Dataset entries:
◇ ◇ ◇ ◇ ◇ ◇ ◇
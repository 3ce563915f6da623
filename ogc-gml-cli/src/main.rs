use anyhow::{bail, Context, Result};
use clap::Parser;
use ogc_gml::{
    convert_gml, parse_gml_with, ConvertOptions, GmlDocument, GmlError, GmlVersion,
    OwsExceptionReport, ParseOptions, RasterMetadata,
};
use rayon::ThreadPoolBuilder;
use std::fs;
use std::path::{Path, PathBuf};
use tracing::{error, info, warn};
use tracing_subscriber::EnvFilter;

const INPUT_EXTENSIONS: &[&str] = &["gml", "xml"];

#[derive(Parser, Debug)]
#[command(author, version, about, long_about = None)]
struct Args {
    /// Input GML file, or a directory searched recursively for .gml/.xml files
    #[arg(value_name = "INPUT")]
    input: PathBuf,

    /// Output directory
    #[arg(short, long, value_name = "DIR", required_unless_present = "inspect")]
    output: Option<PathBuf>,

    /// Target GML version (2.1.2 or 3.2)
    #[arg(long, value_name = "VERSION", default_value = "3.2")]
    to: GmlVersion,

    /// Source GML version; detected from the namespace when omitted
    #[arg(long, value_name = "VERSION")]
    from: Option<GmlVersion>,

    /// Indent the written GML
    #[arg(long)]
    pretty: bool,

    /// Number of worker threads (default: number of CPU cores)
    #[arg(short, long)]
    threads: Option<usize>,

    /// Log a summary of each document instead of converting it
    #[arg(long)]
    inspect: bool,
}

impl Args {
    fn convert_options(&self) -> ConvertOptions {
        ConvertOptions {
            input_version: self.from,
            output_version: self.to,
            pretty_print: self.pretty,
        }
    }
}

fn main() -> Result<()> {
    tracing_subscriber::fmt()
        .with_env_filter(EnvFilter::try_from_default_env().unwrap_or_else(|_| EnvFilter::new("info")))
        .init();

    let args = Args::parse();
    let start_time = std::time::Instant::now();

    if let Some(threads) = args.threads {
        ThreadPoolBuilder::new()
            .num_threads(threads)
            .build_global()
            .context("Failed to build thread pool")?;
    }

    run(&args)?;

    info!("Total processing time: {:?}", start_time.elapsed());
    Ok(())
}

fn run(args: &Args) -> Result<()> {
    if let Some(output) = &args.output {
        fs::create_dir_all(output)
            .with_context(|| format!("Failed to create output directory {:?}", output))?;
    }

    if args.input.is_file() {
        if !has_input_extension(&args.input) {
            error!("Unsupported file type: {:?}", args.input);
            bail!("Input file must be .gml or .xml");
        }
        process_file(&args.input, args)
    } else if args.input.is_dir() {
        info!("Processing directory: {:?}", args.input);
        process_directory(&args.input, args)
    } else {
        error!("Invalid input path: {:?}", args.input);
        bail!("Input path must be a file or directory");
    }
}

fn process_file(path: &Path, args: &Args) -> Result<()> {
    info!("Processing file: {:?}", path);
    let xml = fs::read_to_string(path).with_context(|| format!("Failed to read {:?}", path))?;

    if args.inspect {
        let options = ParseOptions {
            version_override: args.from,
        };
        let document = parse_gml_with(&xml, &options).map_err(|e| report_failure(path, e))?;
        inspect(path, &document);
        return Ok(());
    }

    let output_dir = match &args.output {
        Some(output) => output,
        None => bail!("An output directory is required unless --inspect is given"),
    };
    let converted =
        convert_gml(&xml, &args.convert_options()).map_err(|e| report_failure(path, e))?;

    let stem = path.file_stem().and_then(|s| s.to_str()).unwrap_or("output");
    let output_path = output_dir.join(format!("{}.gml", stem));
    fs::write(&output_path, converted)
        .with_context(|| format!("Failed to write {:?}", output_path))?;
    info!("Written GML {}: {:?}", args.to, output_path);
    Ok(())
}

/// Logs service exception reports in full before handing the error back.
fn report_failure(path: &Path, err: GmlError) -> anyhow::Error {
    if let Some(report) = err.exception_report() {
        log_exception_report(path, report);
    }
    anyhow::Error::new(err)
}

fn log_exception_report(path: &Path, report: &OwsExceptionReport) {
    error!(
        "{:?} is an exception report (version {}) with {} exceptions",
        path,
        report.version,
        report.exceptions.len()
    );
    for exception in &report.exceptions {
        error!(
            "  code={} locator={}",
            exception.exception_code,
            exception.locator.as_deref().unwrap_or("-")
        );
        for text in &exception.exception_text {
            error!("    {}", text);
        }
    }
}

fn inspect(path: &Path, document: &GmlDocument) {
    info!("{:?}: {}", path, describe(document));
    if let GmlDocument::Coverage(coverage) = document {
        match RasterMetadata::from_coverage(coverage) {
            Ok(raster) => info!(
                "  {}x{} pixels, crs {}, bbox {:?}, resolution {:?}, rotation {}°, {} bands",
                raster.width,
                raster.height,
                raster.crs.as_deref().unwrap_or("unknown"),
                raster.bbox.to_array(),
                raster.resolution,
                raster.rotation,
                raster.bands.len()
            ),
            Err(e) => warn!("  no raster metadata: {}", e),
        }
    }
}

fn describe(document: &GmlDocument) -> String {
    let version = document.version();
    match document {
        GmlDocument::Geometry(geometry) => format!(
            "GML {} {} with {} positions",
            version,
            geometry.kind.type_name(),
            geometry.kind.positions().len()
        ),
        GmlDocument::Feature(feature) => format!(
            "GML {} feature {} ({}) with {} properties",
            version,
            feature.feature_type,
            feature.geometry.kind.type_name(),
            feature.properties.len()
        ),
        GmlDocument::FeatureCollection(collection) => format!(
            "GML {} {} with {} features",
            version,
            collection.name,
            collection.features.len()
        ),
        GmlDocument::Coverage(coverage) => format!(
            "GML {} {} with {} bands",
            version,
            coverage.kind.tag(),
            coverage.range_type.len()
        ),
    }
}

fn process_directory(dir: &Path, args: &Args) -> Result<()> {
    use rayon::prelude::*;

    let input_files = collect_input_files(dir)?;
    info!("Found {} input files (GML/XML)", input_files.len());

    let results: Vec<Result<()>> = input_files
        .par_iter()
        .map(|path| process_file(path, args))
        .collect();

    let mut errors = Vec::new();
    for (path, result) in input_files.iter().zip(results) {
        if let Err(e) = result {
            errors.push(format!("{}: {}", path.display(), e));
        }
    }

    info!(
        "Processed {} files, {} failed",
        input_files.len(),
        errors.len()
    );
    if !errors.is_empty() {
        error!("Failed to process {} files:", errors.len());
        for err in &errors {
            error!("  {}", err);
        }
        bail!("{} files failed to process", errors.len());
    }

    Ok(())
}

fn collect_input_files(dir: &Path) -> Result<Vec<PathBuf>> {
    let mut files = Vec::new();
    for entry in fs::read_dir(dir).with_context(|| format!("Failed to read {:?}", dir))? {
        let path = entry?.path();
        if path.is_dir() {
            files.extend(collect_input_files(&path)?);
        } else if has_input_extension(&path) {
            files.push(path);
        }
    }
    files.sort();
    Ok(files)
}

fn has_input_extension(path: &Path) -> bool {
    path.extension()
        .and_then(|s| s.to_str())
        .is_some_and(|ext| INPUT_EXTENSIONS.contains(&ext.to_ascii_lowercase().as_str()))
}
◇ ◇ ◇ ◇ ◇ ◇ ◇
What you are asked to do: The full set of entries must be transcribed exactly.

Written response:
repository 3ce563915f6da623
filename ogc-gml-cli/src/main.rs
use anyhow::{bail, Context, Result};
use clap::Parser;
use ogc_gml::{
    convert_gml, parse_gml_with, ConvertOptions, GmlDocument, GmlError, GmlVersion,
    OwsExceptionReport, ParseOptions, RasterMetadata,
};
use rayon::ThreadPoolBuilder;
use std::fs;
use std::path::{Path, PathBuf};
use tracing::{error, info, warn};
use tracing_subscriber::EnvFilter;

const INPUT_EXTENSIONS: &[&str] = &["gml", "xml"];

#[derive(Parser, Debug)]
#[command(author, version, about, long_about = None)]
struct Args {
    /// Input GML file, or a directory searched recursively for .gml/.xml files
    #[arg(value_name = "INPUT")]
    input: PathBuf,

    /// Output directory
    #[arg(short, long, value_name = "DIR", required_unless_present = "inspect")]
    output: Option<PathBuf>,

    /// Target GML version (2.1.2 or 3.2)
    #[arg(long, value_name = "VERSION", default_value = "3.2")]
    to: GmlVersion,

    /// Source GML version; detected from the namespace when omitted
    #[arg(long, value_name = "VERSION")]
    from: Option<GmlVersion>,

    /// Indent the written GML
    #[arg(long)]
    pretty: bool,

    /// Number of worker threads (default: number of CPU cores)
    #[arg(short, long)]
    threads: Option<usize>,

    /// Log a summary of each document instead of converting it
    #[arg(long)]
    inspect: bool,
}

impl Args {
    fn convert_options(&self) -> ConvertOptions {
        ConvertOptions {
            input_version: self.from,
            output_version: self.to,
            pretty_print: self.pretty,
        }
    }
}

fn main() -> Result<()> {
    tracing_subscriber::fmt()
        .with_env_filter(EnvFilter::try_from_default_env().unwrap_or_else(|_| EnvFilter::new("info")))
        .init();

    let args = Args::parse();
    let start_time = std::time::Instant::now();

    if let Some(threads) = args.threads {
        ThreadPoolBuilder::new()
            .num_threads(threads)
            .build_global()
            .context("Failed to build thread pool")?;
    }

    run(&args)?;

    info!("Total processing time: {:?}", start_time.elapsed());
    Ok(())
}

fn run(args: &Args) -> Result<()> {
    if let Some(output) = &args.output {
        fs::create_dir_all(output)
            .with_context(|| format!("Failed to create output directory {:?}", output))?;
    }

    if args.input.is_file() {
        if !has_input_extension(&args.input) {
            error!("Unsupported file type: {:?}", args.input);
            bail!("Input file must be .gml or .xml");
        }
        process_file(&args.input, args)
    } else if args.input.is_dir() {
        info!("Processing directory: {:?}", args.input);
        process_directory(&args.input, args)
    } else {
        error!("Invalid input path: {:?}", args.input);
        bail!("Input path must be a file or directory");
    }
}

fn process_file(path: &Path, args: &Args) -> Result<()> {
    info!("Processing file: {:?}", path);
    let xml = fs::read_to_string(path).with_context(|| format!("Failed to read {:?}", path))?;

    if args.inspect {
        let options = ParseOptions {
            version_override: args.from,
        };
        let document = parse_gml_with(&xml, &options).map_err(|e| report_failure(path, e))?;
        inspect(path, &document);
        return Ok(());
    }

    let output_dir = match &args.output {
        Some(output) => output,
        None => bail!("An output directory is required unless --inspect is given"),
    };
    let converted =
        convert_gml(&xml, &args.convert_options()).map_err(|e| report_failure(path, e))?;

    let stem = path.file_stem().and_then(|s| s.to_str()).unwrap_or("output");
    let output_path = output_dir.join(format!("{}.gml", stem));
    fs::write(&output_path, converted)
        .with_context(|| format!("Failed to write {:?}", output_path))?;
    info!("Written GML {}: {:?}", args.to, output_path);
    Ok(())
}

/// Logs service exception reports in full before handing the error back.
fn report_failure(path: &Path, err: GmlError) -> anyhow::Error {
    if let Some(report) = err.exception_report() {
        log_exception_report(path, report);
    }
    anyhow::Error::new(err)
}

fn log_exception_report(path: &Path, report: &OwsExceptionReport) {
    error!(
        "{:?} is an exception report (version {}) with {} exceptions",
        path,
        report.version,
        report.exceptions.len()
    );
    for exception in &report.exceptions {
        error!(
            "  code={} locator={}",
            exception.exception_code,
            exception.locator.as_deref().unwrap_or("-")
        );
        for text in &exception.exception_text {
            error!("    {}", text);
        }
    }
}

fn inspect(path: &Path, document: &GmlDocument) {
    info!("{:?}: {}", path, describe(document));
    if let GmlDocument::Coverage(coverage) = document {
        match RasterMetadata::from_coverage(coverage) {
            Ok(raster) => info!(
                "  {}x{} pixels, crs {}, bbox {:?}, resolution {:?}, rotation {}°, {} bands",
                raster.width,
                raster.height,
                raster.crs.as_deref().unwrap_or("unknown"),
                raster.bbox.to_array(),
                raster.resolution,
                raster.rotation,
                raster.bands.len()
            ),
            Err(e) => warn!("  no raster metadata: {}", e),
        }
    }
}

fn describe(document: &GmlDocument) -> String {
    let version = document.version();
    match document {
        GmlDocument::Geometry(geometry) => format!(
            "GML {} {} with {} positions",
            version,
            geometry.kind.type_name(),
            geometry.kind.positions().len()
        ),
        GmlDocument::Feature(feature) => format!(
            "GML {} feature {} ({}) with {} properties",
            version,
            feature.feature_type,
            feature.geometry.kind.type_name(),
            feature.properties.len()
        ),
        GmlDocument::FeatureCollection(collection) => format!(
            "GML {} {} with {} features",
            version,
            collection.name,
            collection.features.len()
        ),
        GmlDocument::Coverage(coverage) => format!(
            "GML {} {} with {} bands",
            version,
            coverage.kind.tag(),
            coverage.range_type.len()
        ),
    }
}

fn process_directory(dir: &Path, args: &Args) -> Result<()> {
    use rayon::prelude::*;

    let input_files = collect_input_files(dir)?;
    info!("Found {} input files (GML/XML)", input_files.len());

    let results: Vec<Result<()>> = input_files
        .par_iter()
        .map(|path| process_file(path, args))
        .collect();

    let mut errors = Vec::new();
    for (path, result) in input_files.iter().zip(results) {
        if let Err(e) = result {
            errors.push(format!("{}: {}", path.display(), e));
        }
    }

    info!(
        "Processed {} files, {} failed",
        input_files.len(),
        errors.len()
    );
    if !errors.is_empty() {
        error!("Failed to process {} files:", errors.len());
        for err in &errors {
            error!("  {}", err);
        }
        bail!("{} files failed to process", errors.len());
    }

    Ok(())
}

fn collect_input_files(dir: &Path) -> Result<Vec<PathBuf>> {
    let mut files = Vec::new();
    for entry in fs::read_dir(dir).with_context(|| format!("Failed to read {:?}", dir))? {
        let path = entry?.path();
        if path.is_dir() {
            files.extend(collect_input_files(&path)?);
        } else if has_input_extension(&path) {
            files.push(path);
        }
    }
    files.sort();
    Ok(files)
}

fn has_input_extension(path: &Path) -> bool {
    path.extension()
        .and_then(|s| s.to_str())
        .is_some_and(|ext| INPUT_EXTENSIONS.contains(&ext.to_ascii_lowercase().as_str()))
}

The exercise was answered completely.